Taika Waititi : "Jojo Rabbit"
Adaptation libre du roman de l'autrice belge et néo-zélandaise Christine Leunens, « Jojo Rabbit » s'affranchit de l’œuvre dont il s'inspire par un traitement humoristique et empreint d'un recul salvateur quant aux exactions commises par le régime nazi.

Sommaire

Adolf Hitler : une icône pop(uliste)

Dès 2004, Christine Leunens publie son second roman dont la version originale fut baptisée Caging Skies (en français, Le ciel en cage). Narrateur subjectif du récit, Johannes Betzler est un jeune garçon viennois, témoin ravi de l'annexion de l'Autriche par le IIIème Reich. Si l'on peut douter des vertus démocratiques de toute invasion militaire, l'adhésion du peuple autrichien à la cause nazie se traduit sans équivoque par l'accueil réservé à Adolf Hitler le 15 mars de l'année 1938, sur la Heldenplatz de Vienne.
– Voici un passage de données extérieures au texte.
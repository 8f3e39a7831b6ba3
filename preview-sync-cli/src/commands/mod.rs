pub mod config;
pub mod plan;
pub mod run;

use anyhow::{Context, Result};
use clap::ValueEnum;
use preview_sync_core::SyncConfig;

/// How command results are printed.
#[derive(Debug, Clone, Copy, PartialEq, Eq, ValueEnum)]
pub enum OutputFormat {
    /// Human-readable, colored
    Text,
    /// One JSON document on stdout
    Json,
}

/// Load configuration from the environment.
pub fn load_config() -> Result<SyncConfig> {
    SyncConfig::from_env().context("Failed to load configuration")
}
//! Preview rendering: decode, downscale to a fixed width, lossy WebP.

use image::{imageops::FilterType, GenericImageView};

use crate::error::{Result, SyncError};

/// Preview geometry and encoding quality.
#[derive(Debug, Clone, Copy, PartialEq)]
pub struct PreviewOptions {
    /// Output width in pixels; height follows the original aspect ratio.
    pub width: u32,
    /// Lossy WebP quality, 0-100.
    pub quality: f32,
}

impl Default for PreviewOptions {
    fn default() -> Self {
        Self {
            width: 480,
            quality: 75.0,
        }
    }
}

/// Largest width or height libwebp can encode.
pub const MAX_WEBP_DIMENSION: u32 = 16_383;

/// File name under which the preview of `source_image_id` is uploaded.
pub fn preview_file_name(source_image_id: &str) -> String {
    format!("preview-{source_image_id}.webp")
}

/// Height that keeps the `width:height` ratio at `target_width`.
pub fn scaled_height(width: u32, height: u32, target_width: u32) -> u32 {
    let scaled = (height as f64 * target_width as f64 / width as f64).round() as u32;
    scaled.max(1)
}

/// Render a WebP preview from encoded image bytes (JPEG, PNG, GIF or WebP).
///
/// Images narrower than the target width are enlarged.
pub fn render_preview(original: &[u8], options: &PreviewOptions) -> Result<Vec<u8>> {
    let image = image::load_from_memory(original)
        .map_err(|e| SyncError::EncodeError(format!("Failed to decode image: {e}")))?;

    let (width, height) = image.dimensions();
    if width == 0 || height == 0 {
        return Err(SyncError::EncodeError(format!(
            "Image has degenerate dimensions {width}x{height}"
        )));
    }

    let target_height = scaled_height(width, height, options.width);
    if options.width > MAX_WEBP_DIMENSION || target_height > MAX_WEBP_DIMENSION {
        return Err(SyncError::EncodeError(format!(
            "Preview of {width}x{height} image would be {}x{target_height}, over the WebP limit of {MAX_WEBP_DIMENSION}",
            options.width
        )));
    }

    let resized = image.resize_exact(options.width, target_height, FilterType::Lanczos3);
    let rgba = resized.to_rgba8();

    let encoded = webp::Encoder::from_rgba(rgba.as_raw(), rgba.width(), rgba.height())
        .encode_simple(false, options.quality)
        .map_err(|e| SyncError::EncodeError(format!("WebP encoding failed: {e:?}")))?;

    Ok(encoded.to_vec())
}
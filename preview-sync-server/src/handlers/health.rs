//! Health check handler

use axum::extract::State;
use axum::Json;
use serde::Serialize;

use super::AppState;

/// Health check response
#[derive(Serialize)]
pub struct HealthResponse {
    /// "healthy", or "unconfigured" when sync requests would fail
    pub status: &'static str,
    /// Server version from Cargo.toml
    pub version: &'static str,
    /// Service name
    pub service: &'static str,
}

/// GET /health - Health check endpoint
pub async fn health(State(state): State<AppState>) -> Json<HealthResponse> {
    let status = if state.synchronizer.is_ok() {
        "healthy"
    } else {
        "unconfigured"
    };

    Json(HealthResponse {
        status,
        version: env!("CARGO_PKG_VERSION"),
        service: "preview-sync-server",
    })
}
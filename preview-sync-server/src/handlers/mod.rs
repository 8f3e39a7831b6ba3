//! HTTP request handlers

pub mod health;
pub mod sync;

pub use crate::state::AppState;
pub use health::{health, HealthResponse};
pub use sync::sync_handler;
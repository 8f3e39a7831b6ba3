//! preview-sync - reconcile original images with their WebP previews.

use anyhow::Result;
use clap::{Parser, Subcommand};
use colored::Colorize;
use tracing_subscriber::EnvFilter;

mod commands;
mod exit_codes;

use commands::OutputFormat;
use exit_codes::ExitCode;

#[derive(Parser)]
#[command(name = "preview-sync")]
#[command(author, version, about = "Keep WebP previews in sync with original images", long_about = None)]
#[command(after_help = "Exit codes:\n  0   Success\n  1   General error\n  69  Backend unavailable\n  78  Configuration error")]
struct Cli {
    /// Log progress to stderr (RUST_LOG overrides)
    #[arg(short, long, global = true)]
    verbose: bool,

    #[command(subcommand)]
    command: Commands,
}

#[derive(Subcommand)]
enum Commands {
    /// Run one full synchronization
    Run {
        /// Output format for the summary
        #[arg(short, long, value_enum, default_value_t = OutputFormat::Text)]
        format: OutputFormat,
    },

    /// Show what a run would do without changing anything
    Plan {
        /// Output format for the plan
        #[arg(short, long, value_enum, default_value_t = OutputFormat::Text)]
        format: OutputFormat,
    },

    /// Print the resolved configuration (API key redacted)
    Config {
        /// Output format for the configuration
        #[arg(short, long, value_enum, default_value_t = OutputFormat::Text)]
        format: OutputFormat,
    },
}

fn init_tracing(verbose: bool) {
    let default = if verbose {
        "preview_sync_core=info,info"
    } else {
        "preview_sync_core=warn,warn"
    };
    tracing_subscriber::fmt()
        .with_env_filter(EnvFilter::try_from_default_env().unwrap_or_else(|_| default.into()))
        .with_writer(std::io::stderr)
        .with_target(false)
        .init();
}

async fn dispatch(command: Commands) -> Result<()> {
    match command {
        Commands::Run { format } => commands::run::execute(format).await,
        Commands::Plan { format } => commands::plan::execute(format).await,
        Commands::Config { format } => commands::config::execute(format),
    }
}

#[tokio::main]
async fn main() {
    let cli = Cli::parse();
    init_tracing(cli.verbose);

    let exit = match dispatch(cli.command).await {
        Ok(()) => ExitCode::success(),
        Err(err) => ExitCode::from_anyhow(&err),
    };

    if let Some(message) = &exit.message {
        eprintln!("{} {}", "error:".red().bold(), message);
    }
    std::process::exit(exit.code);
}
Évoqué dans le roman, l'événement dépeint donc une foule en liesse, massée à l'occasion d'une fête à laquelle « tout le monde avait le droit de participer », selon les termes d'un Johannes Betzler béat devant tant d'unité nationale. Cette formule, en apparence anodine, est révélatrice du marasme politique dans lequel est empêtrée l'Autriche en cette décennie 1930, prisonnière d'un régime fasciste au parti unique et autoritaire… et n'attendant plus qu’un Führer pour rétablir un semblant d'alternance idéologique en son sein, avec le résultat historique qu'on connaît.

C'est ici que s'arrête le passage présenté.